You will likely get several different answers.
Gather 135 pastors from all sides of the Christian tradition and ask the same question, you will likely get about as many different answers.
They will dance around the same concepts, perhaps use the same words, and will likely be some overlaps. Some would use the same words, but to mean entirely different things.
But is it biblical?
Some answers will sound good, but are biblically adrift.
No matter what our answer is or what words we use, we still must be biblical in answering “What is the Gospel?”
Trevin Wax has asked the same question, and he calls us to biblically faithful in our answer.

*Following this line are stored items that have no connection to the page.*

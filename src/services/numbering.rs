// src/services/numbering.rs

use chrono::NaiveDate;
use sqlx::PgConnection;

use crate::{common::error::AppError, db::SequenceRepository};

#[derive(Debug, Clone, Copy, PartialEq, Eq)]
pub enum DocumentKind {
    Sale,
    Purchase,
    Shipment,
    Manufacturing,
}

impl DocumentKind {
    pub fn prefix(self) -> &'static str {
        match self {
            DocumentKind::Sale => "INV",
            DocumentKind::Purchase => "PUR",
            DocumentKind::Shipment => "SH",
            DocumentKind::Manufacturing => "MFG",
        }
    }

    /// Faturas e ordens de fabricação numeram por dia, envios por mês.
    pub fn period(self, date: NaiveDate) -> String {
        match self {
            DocumentKind::Sale | DocumentKind::Purchase | DocumentKind::Manufacturing => {
                date.format("%Y%m%d").to_string()
            }
            DocumentKind::Shipment => date.format("%Y%m").to_string(),
        }
    }
}

pub fn format_number(prefix: &str, period: &str, value: i32) -> String {
    format!("{prefix}-{period}-{value:04}")
}

/// Aloca o próximo número dentro da transação do chamador.
pub async fn next_number(
    sequence_repo: &SequenceRepository,
    conn: &mut PgConnection,
    kind: DocumentKind,
    date: NaiveDate,
) -> Result<String, AppError> {
    let period = kind.period(date);
    let value = sequence_repo.next_value(conn, kind.prefix(), &period).await?;
    Ok(format_number(kind.prefix(), &period, value))
}

#[cfg(test)]
mod tests {
    use super::*;

    fn day() -> NaiveDate {
        NaiveDate::from_ymd_opt(2025, 1, 15).unwrap()
    }

    #[test]
    fn invoice_numbers_use_the_day() {
        let period = DocumentKind::Sale.period(day());
        assert_eq!(format_number(DocumentKind::Sale.prefix(), &period, 1), "INV-20250115-0001");
        let period = DocumentKind::Purchase.period(day());
        assert_eq!(format_number(DocumentKind::Purchase.prefix(), &period, 42), "PUR-20250115-0042");
    }

    #[test]
    fn manufacturing_orders_use_mfg_and_the_day() {
        let kind = DocumentKind::Manufacturing;
        assert_eq!(format_number(kind.prefix(), &kind.period(day()), 3), "MFG-20250115-0003");
    }

    #[test]
    fn shipment_numbers_use_the_month() {
        let period = DocumentKind::Shipment.period(day());
        assert_eq!(format_number("SH", &period, 7), "SH-202501-0007");
    }

    #[test]
    fn consecutive_numbers_sort_in_order() {
        let period = DocumentKind::Sale.period(day());
        let numbers: Vec<String> = (1..=12).map(|n| format_number("INV", &period, n)).collect();
        let mut sorted = numbers.clone();
        sorted.sort();
        assert_eq!(numbers, sorted);
        assert!(format_number("INV", &period, 9) < format_number("INV", &period, 10));
    }
}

He’s written a solid book that should be read by every person who wants to share the gospel. Counterfeit Gospels: Rediscovering the Good News in a World of False Hope
What is the gospel?
As I have done various evangelism training events around the US and in Latin America, I’ve had to answer the same question and find that nearly every audience might have a slightly different explanation and experience of communicating the gospel.
Your theological framework and practice will influence how you answer the question.
As such, there are lots of different understandings of the gospel.
But which is biblically true?
In Counterfeit Gospels: Rediscovering the Good News in a World of False Hope, Trevin Wax explores the nuances of some versions of the gospel that can take the church outside of a biblical basis. Rather than finger pointing various teachers, Wax points out six counterfeits to the gospel.
Wax takes 6 chapters (1 each) to example 6 counterfeits of the gospel message that influence the church today. In each chapter, Wax offers reasons why this gospel counterfeit is attractive, but also points out how this gospel counterfeit deviates from the biblical teaching.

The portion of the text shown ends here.